## [Assigned task]
Gather every line of the entries that includes the word "UnbalancedParenthesis".

(Collected data entries)
☆ ☆ ☆
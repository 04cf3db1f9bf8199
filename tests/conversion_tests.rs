//! Integration tests for the sRGB ⇄ PUHSL conversion chain and gamut solver

mod common;
use common::*;

use palette::{Srgb, Srgba};
use perceptual_palette::gamut::{UNBOUNDED_CHROMA, valid_boundary_lines};
use perceptual_palette::{
    Puhsl, device_color_to_puhsl, max_chroma, puhsl_to_device_color, puhsl_to_srgb,
    srgb_to_puhsl,
};

#[test]
fn pure_red_matches_reference_values() {
    let (red, alpha) = device_color_to_puhsl(Srgba::new(1.0, 0.0, 0.0, 1.0));
    assert!(approx(red.hue, 12.2, 0.05), "hue {}", red.hue);
    assert!(approx(red.saturation, 100.0, 0.01), "saturation {}", red.saturation);
    assert!(approx(red.lightness, 53.2, 0.05), "lightness {}", red.lightness);
    assert_eq!(alpha, 1.0);
}

#[test]
fn primaries_and_secondaries_are_fully_saturated() {
    for color in [
        Srgb::new(0.0, 1.0, 0.0),
        Srgb::new(0.0, 0.0, 1.0),
        Srgb::new(1.0, 1.0, 0.0),
        Srgb::new(0.0, 1.0, 1.0),
        Srgb::new(1.0, 0.0, 1.0),
    ] {
        let c = srgb_to_puhsl(color);
        assert!(approx(c.saturation, 100.0, 0.01), "{color:?} -> {c:?}");
    }
}

#[test]
fn known_hues_of_green_and_blue() {
    // Standard HSLuv values: green 127.715, blue 265.874
    let green = srgb_to_puhsl(Srgb::new(0.0, 1.0, 0.0));
    assert!(approx(green.hue, 127.715, 0.01), "{green:?}");
    assert!(approx(green.lightness, 87.737, 0.01), "{green:?}");

    let blue = srgb_to_puhsl(Srgb::new(0.0, 0.0, 1.0));
    assert!(approx(blue.hue, 265.874, 0.01), "{blue:?}");
    assert!(approx(blue.lightness, 32.302, 0.01), "{blue:?}");
}

#[test]
fn device_round_trip_over_rgb_grid() {
    for color in rgb_grid(10) {
        let back = puhsl_to_srgb(srgb_to_puhsl(color));
        assert!(
            colors_equal_epsilon(back, color, 1e-3),
            "{color:?} came back as {back:?}"
        );
    }
}

#[test]
fn puhsl_round_trip_recovers_components() {
    for h in [10.0, 75.0, 140.0, 200.0, 290.0, 350.0] {
        for s in [5.0, 40.0, 80.0, 100.0] {
            for l in [5.0, 30.0, 50.0, 70.0, 95.0] {
                let original = Puhsl::new(h, s, l);
                let back = srgb_to_puhsl(original.to_srgb());
                assert!(approx(back.lightness, l, 0.05), "{original:?} -> {back:?}");
                assert!(approx(back.saturation, s, 0.5), "{original:?} -> {back:?}");
                if !hue_unrecoverable(back) {
                    assert!(approx(back.hue, h, 0.5), "{original:?} -> {back:?}");
                }
            }
        }
    }
}

#[test]
fn alpha_passes_through() {
    let device = puhsl_to_device_color(Puhsl::new(30.0, 60.0, 40.0), 0.25);
    assert_eq!(device.alpha, 0.25);

    let (_, alpha) = device_color_to_puhsl(Srgba::new(0.1, 0.2, 0.3, 0.75));
    assert_eq!(alpha, 0.75);
}

#[test]
fn extremes_force_zero_saturation_and_keep_hue() {
    for s in [0.0, 50.0, 100.0] {
        let black = puhsl_to_srgb(Puhsl::new(77.0, s, 0.0));
        assert!(colors_equal(black, Srgb::new(0.0, 0.0, 0.0)));
        let white = puhsl_to_srgb(Puhsl::new(77.0, s, 100.0));
        assert!(colors_equal(white, Srgb::new(1.0, 1.0, 1.0)));
    }

    let black = srgb_to_puhsl(Srgb::new(0.0, 0.0, 0.0));
    assert_eq!(black.saturation, 0.0);
    assert_eq!(black.lightness, 0.0);

    let white = srgb_to_puhsl(Srgb::new(1.0, 1.0, 1.0));
    assert_eq!(white.saturation, 0.0);
    assert!(approx(white.lightness, 100.0, 1e-4));
}

#[test]
fn max_chroma_is_non_negative_everywhere() {
    for l in (1..100).map(f64::from) {
        for h in (0..360).step_by(15).map(f64::from) {
            let c = max_chroma(l, h);
            assert!(c >= 0.0, "l={l} h={h} c={c}");
            assert!(c < UNBOUNDED_CHROMA, "l={l} h={h} unbounded");
        }
    }
}

#[test]
fn boundary_lines_stay_finite_at_extremes() {
    for l in [0.0, 1e-9, 99.99999, 100.0] {
        for line in valid_boundary_lines(l) {
            assert!(line.slope.is_finite() && line.intercept.is_finite());
        }
    }
}

#[test]
fn full_saturation_holds_where_hue_runs_parallel_to_an_edge() {
    let hue: f64 = 329.5394297531977;
    let next_hue = f64::from_bits(hue.to_bits() + 1);

    let c = puhsl_to_srgb(Puhsl::new(hue, 100.0, 50.0));
    let neighbor = puhsl_to_srgb(Puhsl::new(next_hue, 100.0, 50.0));

    let spread = c.red.max(c.green).max(c.blue) - c.red.min(c.green).min(c.blue);
    assert!(spread > 0.5, "collapsed to gray: {c:?}");
    assert!(colors_equal_epsilon(c, neighbor, 1e-4), "{c:?} vs {neighbor:?}");

    let back = srgb_to_puhsl(c);
    assert!(back.saturation > 99.0, "saturation {}", back.saturation);
}

#[test]
fn increasing_saturation_moves_away_from_gray() {
    for h in [0.0, 60.0, 130.0, 210.0, 280.0] {
        for l in [20.0, 45.0, 70.0, 90.0] {
            let gray = puhsl_to_srgb(Puhsl::new(h, 0.0, l));
            let mut previous = 0.0f32;
            for s in (0..=100).step_by(10).map(f64::from) {
                let distance = rgb_distance(puhsl_to_srgb(Puhsl::new(h, s, l)), gray);
                assert!(
                    distance + 1e-5 >= previous,
                    "h={h} l={l} s={s}: {distance} < {previous}"
                );
                previous = distance;
            }
        }
    }
}

#[test]
fn out_of_range_inputs_are_clamped() {
    let c = srgb_to_puhsl(Srgb::new(1.5, -0.5, f32::NAN));
    let expected = srgb_to_puhsl(Srgb::new(1.0, 0.0, 0.0));
    assert_eq!(c, expected);

    let rgb = puhsl_to_srgb(Puhsl {
        hue: f64::NAN,
        saturation: 500.0,
        lightness: -20.0,
    });
    assert!(colors_equal(rgb, Srgb::new(0.0, 0.0, 0.0)));
}

#[test]
fn outputs_stay_in_documented_ranges() {
    for color in rgb_grid(6) {
        let c = srgb_to_puhsl(color);
        assert!((0.0..=360.0).contains(&c.hue));
        assert!((0.0..=100.0).contains(&c.saturation));
        assert!((0.0..=100.0).contains(&c.lightness));
    }
}

#[test]
fn conversion_is_deterministic_across_threads() {
    let expected = srgb_to_puhsl(Srgb::new(0.3, 0.6, 0.9));
    let handles: Vec<_> = (0..4)
        .map(|_| std::thread::spawn(|| srgb_to_puhsl(Srgb::new(0.3, 0.6, 0.9))))
        .collect();
    for handle in handles {
        assert_eq!(handle.join().unwrap(), expected);
    }
}
//! Lexer implementation for numex expressions
//! Splits the source into operators, parentheses and buffered words, then
//! classifies each word as a number, a function or a (possibly indexed) name.

use logos::Logos;

use crate::error::LexError;
use crate::function::Function;
use crate::names::{parse_name, NameShape};
use crate::token::{Operator, Token, TokenKind};

/// Raw token type used by the logos lexer
#[derive(Logos, Debug, PartialEq, Clone)]
#[logos(skip r" +")]
enum RawToken {
    // Letters, digits, '_', '.', '[' and ']' accumulate into one word.
    // Spaces inside the run are dropped, so "a b" reads as "ab".
    #[regex(r"[A-Za-z0-9_.\[\]][A-Za-z0-9_.\[\] ]*", |lex| lex.slice().replace(' ', ""))]
    Word(String),

    #[token("+", |_| Operator::Add)]
    #[token("-", |_| Operator::Sub)]
    #[token("*", |_| Operator::Mul)]
    #[token("/", |_| Operator::Div)]
    #[token(",", |_| Operator::Comma)]
    Operator(Operator),

    #[token("(")]
    LParen,
    #[token(")")]
    RParen,
}

/// numex expression lexer
///
/// Yields tokens in source order and stops after the first error.
pub struct Lexer<'source> {
    /// The inner logos lexer
    inner: logos::Lexer<'source, RawToken>,
    /// Set once an error has been reported
    done: bool,
}

impl<'source> Lexer<'source> {
    /// Create a new lexer for the given expression
    pub fn new(source: &'source str) -> Self {
        Self {
            inner: RawToken::lexer(source),
            done: false,
        }
    }

    fn next_token(&mut self) -> Option<Result<Token, LexError>> {
        if self.done {
            return None;
        }
        let raw = self.inner.next()?;
        let position = self.inner.span().start;

        let result = match raw {
            Ok(RawToken::Word(word)) => {
                classify(&word, position).map(|kind| Token::new(kind, position))
            }
            Ok(RawToken::Operator(op)) => Ok(Token::new(TokenKind::Operator(op), position)),
            Ok(RawToken::LParen) => Ok(Token::new(TokenKind::LParen, position)),
            Ok(RawToken::RParen) => Ok(Token::new(TokenKind::RParen, position)),
            Err(()) => Err(LexError::UnexpectedChar {
                ch: self.inner.slice().chars().next().unwrap_or_default(),
                position,
            }),
        };

        if result.is_err() {
            self.done = true;
        }
        Some(result)
    }
}

impl Iterator for Lexer<'_> {
    type Item = Result<Token, LexError>;

    fn next(&mut self) -> Option<Self::Item> {
        self.next_token()
    }
}

/// Classifies a buffered word. First match wins: number, function, name.
pub(crate) fn classify(word: &str, position: usize) -> Result<TokenKind, LexError> {
    if word.parse::<f64>().is_ok() {
        return Ok(TokenKind::Number(word.to_string()));
    }
    if let Some(function) = Function::from_name(word) {
        return Ok(TokenKind::Function(function));
    }

    let kind = match parse_name(word) {
        Some(NameShape::Plain(name)) => TokenKind::Name(name.to_string()),
        Some(NameShape::Indexed { closed: false, .. }) => {
            return Err(LexError::MissingBracket {
                name: word.to_string(),
                position,
            })
        }
        Some(NameShape::Indexed { base, index, .. }) => match index.parse::<usize>() {
            Ok(index) => TokenKind::SlicedName {
                name: base.to_string(),
                index,
            },
            Err(_) => {
                return Err(LexError::InvalidIndex {
                    index: index.to_string(),
                    position,
                })
            }
        },
        None => {
            return Err(LexError::UnrecognizedToken {
                token: word.to_string(),
                position,
            })
        }
    };

    #[cfg(feature = "logging")]
    log::trace!("classified {word:?} at {position} as {kind:?}");
    Ok(kind)
}

/// Tokenizes a whole expression, failing on the first lexical error.
pub fn tokenize(source: &str) -> Result<Vec<Token>, LexError> {
    let tokens = Lexer::new(source).collect::<Result<Vec<_>, _>>()?;
    #[cfg(feature = "logging")]
    log::debug!("tokenized {} bytes into {} tokens", source.len(), tokens.len());
    Ok(tokens)
}
// Parser implementation for numex using the shunting-yard algorithm.
// Infix tokens are reordered into postfix with an explicit operator stack,
// then the postfix queue is folded into a tree bottom-up.

mod diagnostics;
mod error;

pub use diagnostics::render_snippet;
pub use error::ParseError;

use log::{debug, trace};
use numex_ast::{BinaryOperator, Node};
use numex_lexer::{tokenize, Token, TokenKind};

/// Limits applied while building the tree.
///
/// Nesting counts the levels opened by parentheses, function calls and
/// right-hand operands. The left operand of a binary operator stays on its
/// parent's level, so `1 + 2 + ... + n` nests two levels however long it is.
/// Evaluation recurses once per nesting level.
#[derive(Debug, Clone, Copy, PartialEq, Eq)]
pub struct ParseOptions {
    /// Deepest nesting accepted.
    pub max_nesting: usize,
    /// Longest root-to-leaf path accepted, counted in nodes. Long operator
    /// chains grow this one level per operator.
    pub max_depth: usize,
}

impl Default for ParseOptions {
    fn default() -> Self {
        Self {
            max_nesting: 512,
            max_depth: 4096,
        }
    }
}

impl ParseOptions {
    /// Sets the deepest nesting accepted.
    pub fn with_max_nesting(mut self, max_nesting: usize) -> Self {
        self.max_nesting = max_nesting;
        self
    }

    /// Sets the longest root-to-leaf path accepted.
    pub fn with_max_depth(mut self, max_depth: usize) -> Self {
        self.max_depth = max_depth;
        self
    }
}

/// Tokenizes and parses `source` with the default options.
///
/// # Examples
///
/// ```
/// use numex_ast::pretty_print;
/// use numex_parser::parse_expression;
///
/// let tree = parse_expression("2 + 3 * 4").unwrap();
/// assert_eq!(pretty_print(&tree), "+\n  2\n  *\n    3\n    4\n");
/// ```
pub fn parse_expression(source: &str) -> Result<Node, ParseError> {
    parse_expression_with(source, &ParseOptions::default())
}

/// Tokenizes and parses `source`, enforcing the limits in `options`.
pub fn parse_expression_with(source: &str, options: &ParseOptions) -> Result<Node, ParseError> {
    let tokens = tokenize(source)?;
    parse_tokens(&tokens, options)
}

/// Parses an already tokenized expression.
pub fn parse_tokens(tokens: &[Token], options: &ParseOptions) -> Result<Node, ParseError> {
    if tokens.is_empty() {
        return Err(ParseError::EmptyExpression);
    }
    let postfix = to_postfix(tokens)?;
    if log::log_enabled!(log::Level::Debug) {
        let rendered: Vec<String> = postfix.iter().map(|t| t.kind.to_string()).collect();
        debug!("postfix: {}", rendered.join(" "));
    }
    build_tree(&postfix, options)
}

/// Reorders infix tokens into postfix order.
///
/// Operators are left-associative: an incoming operator first pops every
/// stacked operator of equal or higher precedence. Functions wait on the
/// stack until the `)` closing their argument list.
fn to_postfix(tokens: &[Token]) -> Result<Vec<&Token>, ParseError> {
    let mut output: Vec<&Token> = Vec::with_capacity(tokens.len());
    let mut operators: Vec<&Token> = Vec::new();

    for token in tokens {
        match &token.kind {
            TokenKind::Number(_) | TokenKind::Name(_) | TokenKind::SlicedName { .. } => {
                output.push(token)
            }
            TokenKind::Operator(op) => {
                while let Some(top) = operators.last().copied() {
                    match &top.kind {
                        TokenKind::Operator(top_op) if top_op.precedence() >= op.precedence() => {
                            operators.pop();
                            output.push(top);
                        }
                        _ => break,
                    }
                }
                operators.push(token);
            }
            TokenKind::Function(_) | TokenKind::LParen => operators.push(token),
            TokenKind::RParen => {
                loop {
                    match operators.pop() {
                        Some(top) if top.kind == TokenKind::LParen => break,
                        Some(top) => output.push(top),
                        None => {
                            return Err(ParseError::UnbalancedParenthesis {
                                position: token.position,
                            })
                        }
                    }
                }
                if let Some(top) = operators.last().copied() {
                    if matches!(top.kind, TokenKind::Function(_)) {
                        operators.pop();
                        output.push(top);
                    }
                }
            }
        }
    }

    // The reported position is the last token's, not the unmatched paren's.
    let last_position = tokens.last().map_or(0, |token| token.position);
    while let Some(top) = operators.pop() {
        if top.is_paren() {
            return Err(ParseError::UnbalancedParenthesis {
                position: last_position,
            });
        }
        output.push(top);
    }
    Ok(output)
}

/// A finished subtree waiting on the build stack.
struct Pending {
    node: Node,
    nesting: usize,
    depth: usize,
    position: usize,
}

impl Pending {
    fn leaf(node: Node, position: usize) -> Self {
        Self {
            node,
            nesting: 1,
            depth: 1,
            position,
        }
    }
}

fn pop_operand(
    stack: &mut Vec<Pending>,
    symbol: &'static str,
    position: usize,
) -> Result<Pending, ParseError> {
    stack
        .pop()
        .ok_or(ParseError::MissingOperand { symbol, position })
}

/// Folds a postfix queue into a tree.
fn build_tree(postfix: &[&Token], options: &ParseOptions) -> Result<Node, ParseError> {
    let mut stack: Vec<Pending> = Vec::new();

    for token in postfix {
        let position = token.position;
        let pending = match &token.kind {
            TokenKind::Number(text) => {
                let value = text.parse::<f64>().map_err(|_| ParseError::InvalidNumber {
                    text: text.clone(),
                    position,
                })?;
                Pending::leaf(Node::Number(value), position)
            }
            TokenKind::Name(name) => Pending::leaf(Node::variable(name.as_str()), position),
            TokenKind::SlicedName { name, index } => {
                Pending::leaf(Node::indexed(name.as_str(), *index), position)
            }
            TokenKind::Function(function) => {
                let argument = pop_operand(&mut stack, function.name(), position)?;
                Pending {
                    node: Node::call(*function, argument.node),
                    nesting: argument.nesting + 1,
                    depth: argument.depth + 1,
                    position,
                }
            }
            TokenKind::Operator(op) => {
                // First pop is the right operand.
                let right = pop_operand(&mut stack, op.symbol(), position)?;
                let left = pop_operand(&mut stack, op.symbol(), position)?;
                Pending {
                    nesting: left.nesting.max(right.nesting + 1),
                    depth: left.depth.max(right.depth) + 1,
                    node: Node::binary(left.node, BinaryOperator::from(*op), right.node),
                    position,
                }
            }
            // to_postfix never queues parentheses
            TokenKind::LParen | TokenKind::RParen => {
                return Err(ParseError::UnbalancedParenthesis { position })
            }
        };

        if pending.nesting > options.max_nesting {
            return Err(ParseError::NestingTooDeep {
                limit: options.max_nesting,
                position,
            });
        }
        if pending.depth > options.max_depth {
            return Err(ParseError::TreeTooDeep {
                limit: options.max_depth,
                position,
            });
        }
        stack.push(pending);
    }

    let mut remaining = stack.into_iter();
    let root = remaining.next().ok_or(ParseError::EmptyExpression)?;
    if let Some(extra) = remaining.next() {
        return Err(ParseError::DanglingOperand {
            position: extra.position,
        });
    }
    trace!(
        "built tree of depth {} nesting {}",
        root.depth,
        root.nesting
    );
    Ok(root.node)
}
☆ ☆ ☆
## [Answer to this task]
                            return Err(ParseError::UnbalancedParenthesis {
            return Err(ParseError::UnbalancedParenthesis {
                return Err(ParseError::UnbalancedParenthesis { position })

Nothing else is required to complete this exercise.